Saved entries
◇ ◇ ◇ ◇ ◇
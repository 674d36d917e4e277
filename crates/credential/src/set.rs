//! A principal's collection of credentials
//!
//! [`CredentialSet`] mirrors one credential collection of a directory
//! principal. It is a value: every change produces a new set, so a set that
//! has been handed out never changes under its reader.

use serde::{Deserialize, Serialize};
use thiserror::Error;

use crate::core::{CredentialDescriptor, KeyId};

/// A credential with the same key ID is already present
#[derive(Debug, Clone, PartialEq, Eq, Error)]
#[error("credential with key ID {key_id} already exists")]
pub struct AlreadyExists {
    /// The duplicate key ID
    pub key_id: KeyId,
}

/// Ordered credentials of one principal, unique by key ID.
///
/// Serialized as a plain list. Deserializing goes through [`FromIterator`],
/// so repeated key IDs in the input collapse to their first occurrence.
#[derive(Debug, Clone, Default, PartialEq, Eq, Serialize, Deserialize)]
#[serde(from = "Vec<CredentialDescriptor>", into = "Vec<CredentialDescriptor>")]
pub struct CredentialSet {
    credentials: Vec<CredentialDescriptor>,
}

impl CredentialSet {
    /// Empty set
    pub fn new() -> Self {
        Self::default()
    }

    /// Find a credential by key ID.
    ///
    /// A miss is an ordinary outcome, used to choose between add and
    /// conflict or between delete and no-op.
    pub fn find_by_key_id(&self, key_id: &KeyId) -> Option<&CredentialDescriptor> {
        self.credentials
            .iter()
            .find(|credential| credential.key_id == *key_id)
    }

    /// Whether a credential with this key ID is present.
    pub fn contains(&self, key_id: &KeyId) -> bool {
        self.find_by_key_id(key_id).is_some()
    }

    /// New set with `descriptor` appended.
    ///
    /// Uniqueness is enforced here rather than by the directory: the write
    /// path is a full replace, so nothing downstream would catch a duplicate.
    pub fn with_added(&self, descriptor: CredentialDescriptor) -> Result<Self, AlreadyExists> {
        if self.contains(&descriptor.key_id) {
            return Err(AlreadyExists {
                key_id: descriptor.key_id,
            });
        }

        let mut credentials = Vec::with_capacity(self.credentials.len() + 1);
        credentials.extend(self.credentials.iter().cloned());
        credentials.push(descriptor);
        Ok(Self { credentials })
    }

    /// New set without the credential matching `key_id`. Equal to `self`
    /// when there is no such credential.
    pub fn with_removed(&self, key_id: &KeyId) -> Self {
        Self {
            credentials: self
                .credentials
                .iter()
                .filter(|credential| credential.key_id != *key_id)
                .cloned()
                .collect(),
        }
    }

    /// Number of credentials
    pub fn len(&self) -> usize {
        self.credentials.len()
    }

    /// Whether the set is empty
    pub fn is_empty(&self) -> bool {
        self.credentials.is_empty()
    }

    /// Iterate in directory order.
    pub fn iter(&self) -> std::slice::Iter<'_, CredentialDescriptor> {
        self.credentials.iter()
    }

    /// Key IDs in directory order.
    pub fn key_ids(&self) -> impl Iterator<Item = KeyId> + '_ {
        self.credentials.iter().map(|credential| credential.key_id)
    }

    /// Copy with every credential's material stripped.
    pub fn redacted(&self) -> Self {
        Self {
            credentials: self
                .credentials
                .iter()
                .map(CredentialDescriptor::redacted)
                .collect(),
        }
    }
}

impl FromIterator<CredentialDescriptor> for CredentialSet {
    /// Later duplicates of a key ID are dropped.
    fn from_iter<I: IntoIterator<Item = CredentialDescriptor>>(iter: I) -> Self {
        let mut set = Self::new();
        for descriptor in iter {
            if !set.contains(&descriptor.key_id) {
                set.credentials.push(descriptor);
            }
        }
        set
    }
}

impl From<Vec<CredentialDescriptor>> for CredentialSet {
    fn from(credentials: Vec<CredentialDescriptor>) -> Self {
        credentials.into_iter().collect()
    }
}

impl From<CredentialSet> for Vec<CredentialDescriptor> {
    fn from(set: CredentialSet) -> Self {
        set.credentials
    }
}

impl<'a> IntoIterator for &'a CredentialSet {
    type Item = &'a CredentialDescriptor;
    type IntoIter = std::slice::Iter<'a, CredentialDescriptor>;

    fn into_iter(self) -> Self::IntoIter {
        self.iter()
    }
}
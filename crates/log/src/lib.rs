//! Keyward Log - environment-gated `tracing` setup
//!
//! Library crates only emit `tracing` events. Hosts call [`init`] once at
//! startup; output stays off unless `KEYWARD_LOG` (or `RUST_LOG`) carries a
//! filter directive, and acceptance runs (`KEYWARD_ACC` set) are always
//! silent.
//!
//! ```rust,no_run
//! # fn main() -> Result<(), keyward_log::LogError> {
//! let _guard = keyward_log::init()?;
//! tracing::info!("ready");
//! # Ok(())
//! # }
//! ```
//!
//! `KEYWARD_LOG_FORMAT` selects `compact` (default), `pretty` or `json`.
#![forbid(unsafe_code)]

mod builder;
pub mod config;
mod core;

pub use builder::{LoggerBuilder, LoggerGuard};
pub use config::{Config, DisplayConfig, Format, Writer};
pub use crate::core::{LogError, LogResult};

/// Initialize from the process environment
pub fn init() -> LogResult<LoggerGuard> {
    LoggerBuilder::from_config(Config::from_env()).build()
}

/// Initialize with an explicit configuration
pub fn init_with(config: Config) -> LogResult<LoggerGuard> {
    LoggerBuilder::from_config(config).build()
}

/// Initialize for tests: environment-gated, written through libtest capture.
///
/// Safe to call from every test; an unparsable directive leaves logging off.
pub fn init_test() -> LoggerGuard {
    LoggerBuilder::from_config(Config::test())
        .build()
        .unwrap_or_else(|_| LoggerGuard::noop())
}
◇ ◇ ◇ ◇ ◇
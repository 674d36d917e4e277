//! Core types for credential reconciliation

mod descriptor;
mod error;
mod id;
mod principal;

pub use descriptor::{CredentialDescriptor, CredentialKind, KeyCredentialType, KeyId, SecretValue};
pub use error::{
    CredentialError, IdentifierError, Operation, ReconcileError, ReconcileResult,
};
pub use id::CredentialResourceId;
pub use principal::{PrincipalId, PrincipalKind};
◇ ◇ ◇ ◇ ◇
• **PROMPT**
Above are the records; repeat exactly the lines from the one holding "set is empty" down to the one holding "ID are dropped.", end lines included.

• **FINAL ANSWER**
    /// Whether the set is empty
    pub fn is_empty(&self) -> bool {
        self.credentials.is_empty()
    }

    /// Iterate in directory order.
    pub fn iter(&self) -> std::slice::Iter<'_, CredentialDescriptor> {
        self.credentials.iter()
    }

    /// Key IDs in directory order.
    pub fn key_ids(&self) -> impl Iterator<Item = KeyId> + '_ {
        self.credentials.iter().map(|credential| credential.key_id)
    }

    /// Copy with every credential's material stripped.
    pub fn redacted(&self) -> Self {
        Self {
            credentials: self
                .credentials
                .iter()
                .map(CredentialDescriptor::redacted)
                .collect(),
        }
    }
}

impl FromIterator<CredentialDescriptor> for CredentialSet {
    /// Later duplicates of a key ID are dropped.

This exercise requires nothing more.